Per il resto ci sono i numeri, ancora insufficienti, che rendono difficile la vita del tracciamento. Intanto: l'app è staca scaricata da due milioni di persone, il che vuol dire che finora siamo circa al 4 per cento del campione utile. Quando per funzionare davvero si dovrebbe arrivare al 70. E poi c'è sempre sotto traccia il problema (inesistente) della privacy, che fa affermare per esempio a Matteo Salvini «io non scarico assolutamente nulla. Gli italiani chiedono garanzia totale nella gestione e tutela dei loro dati. E fino a quando non ci sarà questa garanzia, io non scarico nulla». In realtà sul tema molta è la confusione, confermata da un sondaggio di Emg Acqua secondo il quale solo il 44% della popolazione maggiorenne si è dichiarata ad avere Immuni sullo smartphone e ancor di più (anzi di meno) soltanto il 16% ha detto che la scaricherà certamente. Così come il 24% si è detto del tutto contrario ad utilizzarla. Cerchiamo dunque di mettere le cose un po' a posto. Ben sapendo che chi doveva farlo, ossia il governo, ha lasciato troppe domande senza risposta. In pratica:
1) Da chi è scaricabile. Per ora solo da chi ha uno smartphone con sistema operativo iOs (Apple) o Android. E solo da chi ha più di 14 anni.

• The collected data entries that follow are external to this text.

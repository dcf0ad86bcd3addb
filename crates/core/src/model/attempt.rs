use chrono::{DateTime, Duration, Utc};
use thiserror::Error;

use crate::model::ids::{AttemptId, LearnerId, QuestionId, QuizId};

//
// ─── ERRORS ────────────────────────────────────────────────────────────────────
//

#[derive(Debug, Error, Clone, PartialEq, Eq)]
#[error("attempt is {status} and cannot transition")]
pub struct AttemptTransitionError {
    pub status: AttemptStatus,
}

#[derive(Debug, Error, Clone, PartialEq, Eq)]
#[error("unknown attempt status: {0}")]
pub struct ParseStatusError(String);

//
// ─── STATUS ────────────────────────────────────────────────────────────────────
//

/// Lifecycle of an attempt. Transitions are one-directional:
/// `InProgress` ends in exactly one of `Completed` or `TimedOut`.
#[derive(Debug, Clone, Copy, PartialEq, Eq)]
pub enum AttemptStatus {
    InProgress,
    Completed,
    TimedOut,
}

impl AttemptStatus {
    #[must_use]
    pub fn as_str(&self) -> &'static str {
        match self {
            AttemptStatus::InProgress => "in_progress",
            AttemptStatus::Completed => "completed",
            AttemptStatus::TimedOut => "timed_out",
        }
    }

    /// Parse the storage representation.
    ///
    /// # Errors
    ///
    /// Returns `ParseStatusError` for an unrecognized string.
    pub fn parse(s: &str) -> Result<Self, ParseStatusError> {
        match s {
            "in_progress" => Ok(AttemptStatus::InProgress),
            "completed" => Ok(AttemptStatus::Completed),
            "timed_out" => Ok(AttemptStatus::TimedOut),
            other => Err(ParseStatusError(other.to_owned())),
        }
    }

    #[must_use]
    pub fn is_terminal(&self) -> bool {
        !matches!(self, AttemptStatus::InProgress)
    }
}

impl std::fmt::Display for AttemptStatus {
    fn fmt(&self, f: &mut std::fmt::Formatter<'_>) -> std::fmt::Result {
        f.write_str(self.as_str())
    }
}

//
// ─── ATTEMPT ───────────────────────────────────────────────────────────────────
//

/// One instance of a learner taking a quiz.
#[derive(Debug, Clone, PartialEq)]
pub struct QuizAttempt {
    id: AttemptId,
    learner_id: LearnerId,
    quiz_id: QuizId,
    started_at: DateTime<Utc>,
    ended_at: Option<DateTime<Utc>>,
    status: AttemptStatus,
    attempt_number: u32,
    points_earned: u32,
    score_percent: f64,
    passed: bool,
}

impl QuizAttempt {
    /// A freshly started attempt.
    #[must_use]
    pub fn started(
        id: AttemptId,
        learner_id: LearnerId,
        quiz_id: QuizId,
        started_at: DateTime<Utc>,
        attempt_number: u32,
    ) -> Self {
        Self {
            id,
            learner_id,
            quiz_id,
            started_at,
            ended_at: None,
            status: AttemptStatus::InProgress,
            attempt_number,
            points_earned: 0,
            score_percent: 0.0,
            passed: false,
        }
    }

    /// Rehydrate an attempt from persisted storage.
    #[must_use]
    #[allow(clippy::too_many_arguments)]
    pub fn from_persisted(
        id: AttemptId,
        learner_id: LearnerId,
        quiz_id: QuizId,
        started_at: DateTime<Utc>,
        ended_at: Option<DateTime<Utc>>,
        status: AttemptStatus,
        attempt_number: u32,
        points_earned: u32,
        score_percent: f64,
        passed: bool,
    ) -> Self {
        Self {
            id,
            learner_id,
            quiz_id,
            started_at,
            ended_at,
            status,
            attempt_number,
            points_earned,
            score_percent,
            passed,
        }
    }

    // Accessors
    #[must_use]
    pub fn id(&self) -> AttemptId {
        self.id
    }

    #[must_use]
    pub fn learner_id(&self) -> LearnerId {
        self.learner_id
    }

    #[must_use]
    pub fn quiz_id(&self) -> QuizId {
        self.quiz_id
    }

    #[must_use]
    pub fn started_at(&self) -> DateTime<Utc> {
        self.started_at
    }

    #[must_use]
    pub fn ended_at(&self) -> Option<DateTime<Utc>> {
        self.ended_at
    }

    #[must_use]
    pub fn status(&self) -> AttemptStatus {
        self.status
    }

    #[must_use]
    pub fn attempt_number(&self) -> u32 {
        self.attempt_number
    }

    #[must_use]
    pub fn points_earned(&self) -> u32 {
        self.points_earned
    }

    #[must_use]
    pub fn score_percent(&self) -> f64 {
        self.score_percent
    }

    #[must_use]
    pub fn passed(&self) -> bool {
        self.passed
    }

    /// Wall-clock time spent on this attempt so far.
    #[must_use]
    pub fn elapsed(&self, now: DateTime<Utc>) -> Duration {
        now.signed_duration_since(self.started_at)
    }

    /// True once the attempt has run past the quiz time limit.
    #[must_use]
    pub fn has_expired(&self, now: DateTime<Utc>, time_limit: Duration) -> bool {
        self.elapsed(now) > time_limit
    }

    /// Transition to `TimedOut`.
    ///
    /// # Errors
    ///
    /// Returns `AttemptTransitionError` unless the attempt is in progress.
    pub fn time_out(&mut self, now: DateTime<Utc>) -> Result<(), AttemptTransitionError> {
        if self.status != AttemptStatus::InProgress {
            return Err(AttemptTransitionError {
                status: self.status,
            });
        }
        self.status = AttemptStatus::TimedOut;
        self.ended_at = Some(now);
        Ok(())
    }

    /// Transition to `Completed` with the aggregated score.
    ///
    /// `score_percent` is derived from `points_earned / total_points`; a
    /// quiz with zero total points scores 0.
    ///
    /// # Errors
    ///
    /// Returns `AttemptTransitionError` unless the attempt is in progress.
    pub fn complete(
        &mut self,
        now: DateTime<Utc>,
        points_earned: u32,
        total_points: u32,
        passing_score_percent: u32,
    ) -> Result<(), AttemptTransitionError> {
        if self.status != AttemptStatus::InProgress {
            return Err(AttemptTransitionError {
                status: self.status,
            });
        }
        let score_percent = if total_points == 0 {
            0.0
        } else {
            f64::from(points_earned) / f64::from(total_points) * 100.0
        };
        self.status = AttemptStatus::Completed;
        self.ended_at = Some(now);
        self.points_earned = points_earned;
        self.score_percent = score_percent;
        self.passed = score_percent >= f64::from(passing_score_percent);
        Ok(())
    }
}

//
// ─── ANSWERS ───────────────────────────────────────────────────────────────────
//

/// Persisted result of one submitted answer within an attempt.
#[derive(Debug, Clone, PartialEq, Eq)]
pub struct AnswerRecord {
    pub attempt_id: AttemptId,
    pub question_id: QuestionId,
    pub submitted: String,
    pub is_correct: bool,
    pub points_earned: u32,
    pub answered_at: DateTime<Utc>,
}

//
// ─── TESTS ─────────────────────────────────────────────────────────────────────
//

#[cfg(test)]
mod tests {
    use super::*;
    use crate::time::fixed_now;

    fn attempt() -> QuizAttempt {
        QuizAttempt::started(
            AttemptId::new(1),
            LearnerId::new(2),
            QuizId::new(3),
            fixed_now(),
            1,
        )
    }

    #[test]
    fn status_roundtrips_through_storage_form() {
        for status in [
            AttemptStatus::InProgress,
            AttemptStatus::Completed,
            AttemptStatus::TimedOut,
        ] {
            assert_eq!(AttemptStatus::parse(status.as_str()).unwrap(), status);
        }
    }

    #[test]
    fn expiry_is_strictly_past_the_limit() {
        let a = attempt();
        let limit = Duration::minutes(5);
        assert!(!a.has_expired(fixed_now() + Duration::minutes(5), limit));
        assert!(a.has_expired(fixed_now() + Duration::minutes(5) + Duration::seconds(1), limit));
    }

    #[test]
    fn complete_computes_score_and_pass() {
        let mut a = attempt();
        let done = fixed_now() + Duration::minutes(2);
        a.complete(done, 7, 10, 70).unwrap();

        assert_eq!(a.status(), AttemptStatus::Completed);
        assert_eq!(a.ended_at(), Some(done));
        assert_eq!(a.points_earned(), 7);
        assert!((a.score_percent() - 70.0).abs() < f64::EPSILON);
        assert!(a.passed());
    }

    #[test]
    fn complete_with_zero_total_points_scores_zero() {
        let mut a = attempt();
        a.complete(fixed_now(), 0, 0, 70).unwrap();
        assert!(!a.passed());
        assert!(a.score_percent().abs() < f64::EPSILON);
    }

    #[test]
    fn terminal_states_refuse_further_transitions() {
        let mut a = attempt();
        a.time_out(fixed_now()).unwrap();
        assert!(a.status().is_terminal());

        let err = a.complete(fixed_now(), 1, 1, 70).unwrap_err();
        assert_eq!(err.status, AttemptStatus::TimedOut);

        let err = a.time_out(fixed_now()).unwrap_err();
        assert_eq!(err.status, AttemptStatus::TimedOut);
    }
}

2) L'attivazione. È partita ieri in Liguria, Marche, Abruzzo e Puglia.
3) Come funziona. L'app fa sì che lo smartphone emetta costantemente un segnale Bluetooth che include un identificativo di prossimità. Il raggio a corta di distanza si incrocia con quello di altri utenti che hanno attivato Immuni.
4) Il Gps. i dispositivi Apple non lo usano. A quelli Android serve per attivare il bluetooth al chiuso. Ma non interagisce con l'app.
5) L'alert. La notifica di rischio arriva a chi è stato in prossimità di una persona poi trovata positiva a meno di due metri di distanza per almeno 15 minuti nei 14 giorni precedenti.
6) La privacy. È sigillata da programma preparato da Apple e Google congiuntamente. Il codice anonimo relativo all'utente esce solo volontariamente. E non rivela la sua identità, ma solo un evento di possibile positività.
7) Cosa fare. Non c'è alcun obbligo se arriva la notifica: si può contattare il medico di base oppure no. A scelta.
8) Il server. È pubblico e gestito da Sogei in Italia. I dati generici di eventuali positività saranno cancellati entro il 31 dicembre 2020.
9) Le altre regioni. Già la settimana prossima Immuni dovrebbe essere attiva in tutta Italia.
10) Le altre app. A parte quelle regionali, Immuni è l'unica riconosciuta a livello nazionale.